Cavoukian’s latest annual report highlights the privacy risks involved with the rising use of smart meters and the increased collection of granular data about when and where people are using electricity. “In a future smart grid scenario that does not build in privacy, intimate details of hydro customers’ lives could be easily discerned by data automatically fed by appliances and other devices to the companies providing electric power (eg. what time you cook, shower, or go to bed — and the security issues such as whether the house has an alarm system),” Cavoukian writes in her report. “Once inferences can be drawn on granular energy consumption information flowing outside of the home, such as real-time energy use data, future consumers may have questions including: Who will have access to this sensitive data? For what purposes? What are the obligations of companies making smart appliances and smart grid systems to protect my privacy?”

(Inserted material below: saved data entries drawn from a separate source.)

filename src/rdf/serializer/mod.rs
//! Codecs for the RDF media types the repository negotiates.
//!
//! - **Turtle** ([`turtle`]): the default representation; also served for the N3 media types
//! - **N-Triples** ([`turtle::to_ntriples`]): the journal encoding of RDF bodies
//! - **JSON-LD** ([`jsonld`]): expanded form only, no `@context` processing

pub mod jsonld;
pub mod turtle;

use super::{parser, Graph, RdfError};

#[derive(Debug, Clone, Copy, PartialEq, Eq, Hash)]
pub enum RdfFormat {
    Turtle,
    JsonLd,
    NTriples,
    N3,
    RdfN3,
    ApplicationN3,
}

impl RdfFormat {
    /// Every supported format, in server preference order.
    pub const ALL: [RdfFormat; 6] = [
        RdfFormat::Turtle,
        RdfFormat::JsonLd,
        RdfFormat::NTriples,
        RdfFormat::N3,
        RdfFormat::RdfN3,
        RdfFormat::ApplicationN3,
    ];

    pub fn media_type(self) -> &'static str {
        match self {
            RdfFormat::Turtle => "text/turtle",
            RdfFormat::JsonLd => "application/ld+json",
            RdfFormat::NTriples => "application/n-triples",
            RdfFormat::N3 => "text/n3",
            RdfFormat::RdfN3 => "text/rdf+n3",
            RdfFormat::ApplicationN3 => "application/n3",
        }
    }

    pub fn from_media_type(content_type: &str) -> Option<Self> {
        let essence = media_type_essence(content_type);
        Self::ALL.into_iter().find(|f| f.media_type() == essence)
    }

    pub fn media_types() -> impl Iterator<Item = &'static str> {
        Self::ALL.into_iter().map(RdfFormat::media_type)
    }

    /// Reads `body`; relative IRIs resolve against `base`.
    pub fn parse(self, body: &[u8], base: &str) -> Result<Graph, RdfError> {
        let text = std::str::from_utf8(body).map_err(|_| RdfError::Encoding)?;
        match self {
            RdfFormat::JsonLd => jsonld::from_json_ld(text, Some(base)),
            _ => parser::parse_turtle(text, Some(base)),
        }
    }

    pub fn serialize(self, graph: &Graph) -> Result<String, RdfError> {
        match self {
            RdfFormat::JsonLd => jsonld::to_json_ld(graph),
            RdfFormat::NTriples => turtle::to_ntriples(graph),
            _ => turtle::to_turtle(graph),
        }
    }
}

/// `type/subtype` of a media type, lowercased and without parameters.
pub fn media_type_essence(content_type: &str) -> String {
    content_type.split(';').next().unwrap_or_default().trim().to_ascii_lowercase()
}

#[cfg(test)]
mod tests {
    use super::*;

    #[test]
    fn recognizes_media_types_with_parameters() {
        assert_eq!(RdfFormat::from_media_type("text/turtle; charset=utf-8"), Some(RdfFormat::Turtle));
        assert_eq!(RdfFormat::from_media_type("Application/LD+JSON"), Some(RdfFormat::JsonLd));
        assert_eq!(RdfFormat::from_media_type("application/octet-stream"), None);
    }

    #[test]
    fn every_format_reads_what_it_writes() {
        let source = "<http://localhost/a> <info:test#label> \"bar\"@en ;\n\
                      <info:test#n> 7 ;\n\
                      a <http://example.org/Thing> .\n\
                      <http://localhost/b> <info:test#ref> <http://localhost/a> .";
        let graph = parser::parse_turtle(source, None).unwrap();
        for format in RdfFormat::ALL {
            let text = format.serialize(&graph).unwrap();
            let back = format.parse(text.as_bytes(), "http://localhost/").unwrap();
            assert_eq!(back, graph, "{} did not survive\n{}", format.media_type(), text);
        }
    }
}
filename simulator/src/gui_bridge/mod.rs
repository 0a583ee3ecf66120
pub mod bridge;
pub mod model;
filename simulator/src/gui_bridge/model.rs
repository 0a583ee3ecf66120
use fleetcore::device::FleetCounts;
use fleetcore::telemetry::MetricsSnapshot;
use serde::{Deserialize, Serialize};

#[derive(Debug, Clone, Serialize, Deserialize)]
pub struct RegisterRequest {
    pub identifier: String,
}

#[derive(Debug, Clone, Serialize)]
pub struct SummaryView {
    pub summary: String,
    pub counts: FleetCounts,
}

#[derive(Debug, Clone, Serialize)]
pub struct SessionView {
    pub active: bool,
    pub changed: bool,
}

#[derive(Debug, Clone, Serialize)]
pub struct StatusView {
    pub active: bool,
    pub counts: FleetCounts,
    pub metrics: MetricsSnapshot,
}
use std::sync::atomic::{AtomicU64, Ordering};
use std::time::{SystemTime, UNIX_EPOCH};

/// Source of "now" in milliseconds since the Unix epoch.
pub trait Clock: Send + Sync {
    fn now_ms(&self) -> u64;
}

/// Wall-clock time.
#[derive(Debug, Default, Clone, Copy)]
pub struct SystemClock;

impl Clock for SystemClock {
    fn now_ms(&self) -> u64 {
        SystemTime::now()
            .duration_since(UNIX_EPOCH)
            .map(|elapsed| elapsed.as_millis() as u64)
            .unwrap_or(0)
    }
}

/// Clock that only moves when told to.
#[derive(Debug, Default)]
pub struct ManualClock {
    now: AtomicU64,
}

impl ManualClock {
    pub fn new(start_ms: u64) -> Self {
        Self {
            now: AtomicU64::new(start_ms),
        }
    }

    pub fn set(&self, now_ms: u64) {
        self.now.store(now_ms, Ordering::SeqCst);
    }

    pub fn advance(&self, delta_ms: u64) -> u64 {
        self.now.fetch_add(delta_ms, Ordering::SeqCst) + delta_ms
    }
}

impl Clock for ManualClock {
    fn now_ms(&self) -> u64 {
        self.now.load(Ordering::SeqCst)
    }
}
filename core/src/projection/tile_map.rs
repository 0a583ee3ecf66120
use crate::projection::{ProjectedPosition, ProjectionMode, Projector};

/// Hands raw coordinates to a tile-map renderer unchanged.
#[derive(Debug, Clone, Copy, Default)]
pub struct TileMapProjector;

impl Projector for TileMapProjector {
    fn mode(&self) -> ProjectionMode {
        ProjectionMode::TileMap
    }

    fn project(&self, latitude: f64, longitude: f64) -> ProjectedPosition {
        ProjectedPosition::Geo {
            lat: latitude,
            lng: longitude,
        }
    }
}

Cavoukian has a new program called Privacy By Design, which places focus on the need to build privacy into new technologies and systems from the outset, rather than scrambling to make privacy/security fixes after there has been a major — and often embarrassing — information breach. The whole point of this is to learn from past mistakes during the early days of Internet, Web and e-commerce development, when companies rushed ahead to come out with services without considering the privacy implications. This got many companies, including big names like Intel and DoubleClick but also high-profile retailers, into a lot of hot water. The rise in identify theft only brought increased attention to the problem. Whether it was disgruntled employees looking to take advantage of this information from the inside, or clever hackers looking to steal information for a profit or for bragging rights, having so much detailed information about individuals in one place is — in Cavoukian’s words — a “treasure trove” that needs to be protected like Fort Knox. You can bet there are already hackers out there looking to make a name for themselves by being the first to access consumer information through smart grid infrastructure, even during these early days.
That’s why it’s crucial that utilities and their partners think of information privacy and security now, rather than as a Band-aid measure later. Not only is this a good strategy to avoid future legal challenges, it will also save them a lot of hassle and embarassment in the long run if they treat privacy/security seriously from Day 1. For that reason, I think Cavoukian’s Privacy By Design message needs to spread across the industry as we embark on what’s expected to be a massive, multibillion dollar smart grid buildout.